Excerpted data:
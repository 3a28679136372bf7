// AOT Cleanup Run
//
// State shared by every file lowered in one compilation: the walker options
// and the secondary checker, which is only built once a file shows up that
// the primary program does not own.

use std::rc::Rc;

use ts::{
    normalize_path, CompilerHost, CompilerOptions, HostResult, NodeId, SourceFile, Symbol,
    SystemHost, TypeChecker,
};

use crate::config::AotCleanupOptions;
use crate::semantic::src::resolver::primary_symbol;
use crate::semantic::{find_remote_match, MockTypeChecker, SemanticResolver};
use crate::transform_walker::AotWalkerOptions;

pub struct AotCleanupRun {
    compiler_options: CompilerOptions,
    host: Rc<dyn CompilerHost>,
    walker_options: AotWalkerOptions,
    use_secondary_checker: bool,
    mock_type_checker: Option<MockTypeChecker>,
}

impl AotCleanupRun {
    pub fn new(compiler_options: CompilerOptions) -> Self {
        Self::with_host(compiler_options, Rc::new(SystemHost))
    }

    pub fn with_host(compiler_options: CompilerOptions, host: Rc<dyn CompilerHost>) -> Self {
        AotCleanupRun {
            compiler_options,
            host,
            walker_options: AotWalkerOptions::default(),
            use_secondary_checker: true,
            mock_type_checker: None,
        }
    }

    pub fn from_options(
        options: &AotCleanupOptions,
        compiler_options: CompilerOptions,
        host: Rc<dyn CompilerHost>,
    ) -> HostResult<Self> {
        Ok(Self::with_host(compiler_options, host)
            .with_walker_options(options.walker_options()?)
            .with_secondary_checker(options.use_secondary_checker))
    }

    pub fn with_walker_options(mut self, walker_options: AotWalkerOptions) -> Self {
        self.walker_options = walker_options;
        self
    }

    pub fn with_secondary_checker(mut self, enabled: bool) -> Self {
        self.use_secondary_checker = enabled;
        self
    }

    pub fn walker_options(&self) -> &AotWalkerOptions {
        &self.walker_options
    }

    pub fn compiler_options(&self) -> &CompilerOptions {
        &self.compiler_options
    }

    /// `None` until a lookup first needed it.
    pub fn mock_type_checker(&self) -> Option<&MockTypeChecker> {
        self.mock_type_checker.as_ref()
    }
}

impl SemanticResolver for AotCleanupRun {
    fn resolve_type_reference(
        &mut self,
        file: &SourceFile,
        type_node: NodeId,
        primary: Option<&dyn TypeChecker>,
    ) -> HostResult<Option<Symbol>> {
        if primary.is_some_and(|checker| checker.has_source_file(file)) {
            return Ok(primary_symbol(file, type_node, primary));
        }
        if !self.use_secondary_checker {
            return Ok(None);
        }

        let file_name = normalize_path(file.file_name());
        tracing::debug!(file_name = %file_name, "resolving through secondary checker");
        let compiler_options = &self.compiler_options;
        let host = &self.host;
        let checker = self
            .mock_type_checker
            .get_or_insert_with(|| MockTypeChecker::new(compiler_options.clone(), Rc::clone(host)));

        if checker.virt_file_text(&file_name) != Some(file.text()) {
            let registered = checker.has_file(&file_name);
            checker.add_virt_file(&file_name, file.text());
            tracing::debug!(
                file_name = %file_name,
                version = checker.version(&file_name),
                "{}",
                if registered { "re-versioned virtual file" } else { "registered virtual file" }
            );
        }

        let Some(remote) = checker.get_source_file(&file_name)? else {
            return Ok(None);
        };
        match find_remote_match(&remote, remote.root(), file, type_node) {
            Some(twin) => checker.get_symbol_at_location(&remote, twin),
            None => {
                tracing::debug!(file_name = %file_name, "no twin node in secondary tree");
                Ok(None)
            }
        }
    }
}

---

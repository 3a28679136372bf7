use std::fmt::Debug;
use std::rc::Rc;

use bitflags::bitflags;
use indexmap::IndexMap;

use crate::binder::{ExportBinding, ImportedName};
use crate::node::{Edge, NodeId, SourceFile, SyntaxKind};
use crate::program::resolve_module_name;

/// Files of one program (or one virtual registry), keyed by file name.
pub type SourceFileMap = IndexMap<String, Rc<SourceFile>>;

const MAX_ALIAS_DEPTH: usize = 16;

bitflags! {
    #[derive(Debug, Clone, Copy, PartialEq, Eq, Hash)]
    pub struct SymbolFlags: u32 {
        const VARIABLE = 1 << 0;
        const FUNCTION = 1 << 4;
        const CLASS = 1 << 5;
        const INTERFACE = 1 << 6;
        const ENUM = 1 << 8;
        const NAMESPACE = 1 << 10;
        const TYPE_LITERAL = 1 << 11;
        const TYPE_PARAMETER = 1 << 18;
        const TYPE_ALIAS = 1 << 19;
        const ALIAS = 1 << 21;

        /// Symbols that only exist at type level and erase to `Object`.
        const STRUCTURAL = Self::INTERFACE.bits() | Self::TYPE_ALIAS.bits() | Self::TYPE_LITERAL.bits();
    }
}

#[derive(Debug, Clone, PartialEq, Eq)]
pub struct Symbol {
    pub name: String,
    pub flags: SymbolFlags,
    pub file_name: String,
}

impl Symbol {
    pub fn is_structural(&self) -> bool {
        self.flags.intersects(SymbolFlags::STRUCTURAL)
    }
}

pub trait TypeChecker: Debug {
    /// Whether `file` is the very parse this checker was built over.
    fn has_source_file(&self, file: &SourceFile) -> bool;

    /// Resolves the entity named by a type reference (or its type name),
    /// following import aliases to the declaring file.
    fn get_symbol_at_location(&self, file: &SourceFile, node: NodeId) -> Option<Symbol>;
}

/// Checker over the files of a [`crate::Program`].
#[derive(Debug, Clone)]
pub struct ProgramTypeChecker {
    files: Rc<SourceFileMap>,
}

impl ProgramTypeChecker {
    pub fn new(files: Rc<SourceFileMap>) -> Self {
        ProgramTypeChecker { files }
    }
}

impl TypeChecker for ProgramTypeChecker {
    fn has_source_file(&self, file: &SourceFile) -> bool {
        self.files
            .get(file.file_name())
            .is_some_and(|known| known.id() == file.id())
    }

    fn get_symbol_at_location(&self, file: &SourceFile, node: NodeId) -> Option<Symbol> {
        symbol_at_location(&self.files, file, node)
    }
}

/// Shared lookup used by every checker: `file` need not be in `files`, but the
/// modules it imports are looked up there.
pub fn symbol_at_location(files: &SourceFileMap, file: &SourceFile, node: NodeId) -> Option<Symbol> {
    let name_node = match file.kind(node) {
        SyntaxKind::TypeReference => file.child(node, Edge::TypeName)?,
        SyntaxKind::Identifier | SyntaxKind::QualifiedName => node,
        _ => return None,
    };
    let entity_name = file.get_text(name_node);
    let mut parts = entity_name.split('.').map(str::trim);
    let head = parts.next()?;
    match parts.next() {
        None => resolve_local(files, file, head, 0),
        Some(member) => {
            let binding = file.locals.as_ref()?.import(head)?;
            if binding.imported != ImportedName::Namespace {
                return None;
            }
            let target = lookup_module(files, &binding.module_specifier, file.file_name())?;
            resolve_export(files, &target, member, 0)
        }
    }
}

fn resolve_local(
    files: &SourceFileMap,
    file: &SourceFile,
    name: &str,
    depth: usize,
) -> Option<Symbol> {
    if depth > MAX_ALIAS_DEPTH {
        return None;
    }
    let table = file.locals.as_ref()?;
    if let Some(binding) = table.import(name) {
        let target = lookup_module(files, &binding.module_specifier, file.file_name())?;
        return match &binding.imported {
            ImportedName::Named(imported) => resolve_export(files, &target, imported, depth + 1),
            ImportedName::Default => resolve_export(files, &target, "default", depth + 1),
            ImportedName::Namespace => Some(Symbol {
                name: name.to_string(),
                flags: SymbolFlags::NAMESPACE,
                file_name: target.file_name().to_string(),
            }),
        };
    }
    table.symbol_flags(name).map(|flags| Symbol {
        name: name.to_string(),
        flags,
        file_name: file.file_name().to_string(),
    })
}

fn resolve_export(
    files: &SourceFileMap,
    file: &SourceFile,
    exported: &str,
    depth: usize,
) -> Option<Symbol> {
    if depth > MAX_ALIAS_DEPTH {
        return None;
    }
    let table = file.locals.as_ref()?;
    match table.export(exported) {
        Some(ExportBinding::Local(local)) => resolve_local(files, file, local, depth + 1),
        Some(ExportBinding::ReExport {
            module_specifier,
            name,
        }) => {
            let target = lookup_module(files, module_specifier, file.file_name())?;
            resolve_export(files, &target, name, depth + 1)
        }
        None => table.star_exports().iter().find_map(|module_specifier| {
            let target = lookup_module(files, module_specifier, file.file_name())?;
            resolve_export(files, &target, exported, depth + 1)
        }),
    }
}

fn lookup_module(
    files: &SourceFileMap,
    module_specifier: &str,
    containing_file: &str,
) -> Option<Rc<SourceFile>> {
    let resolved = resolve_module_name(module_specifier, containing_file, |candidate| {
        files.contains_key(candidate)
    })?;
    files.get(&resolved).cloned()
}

Task prompt: Check each line of the material for the string "resolved", then state how many lines have it and nothing more.

Answer to the exercise: 2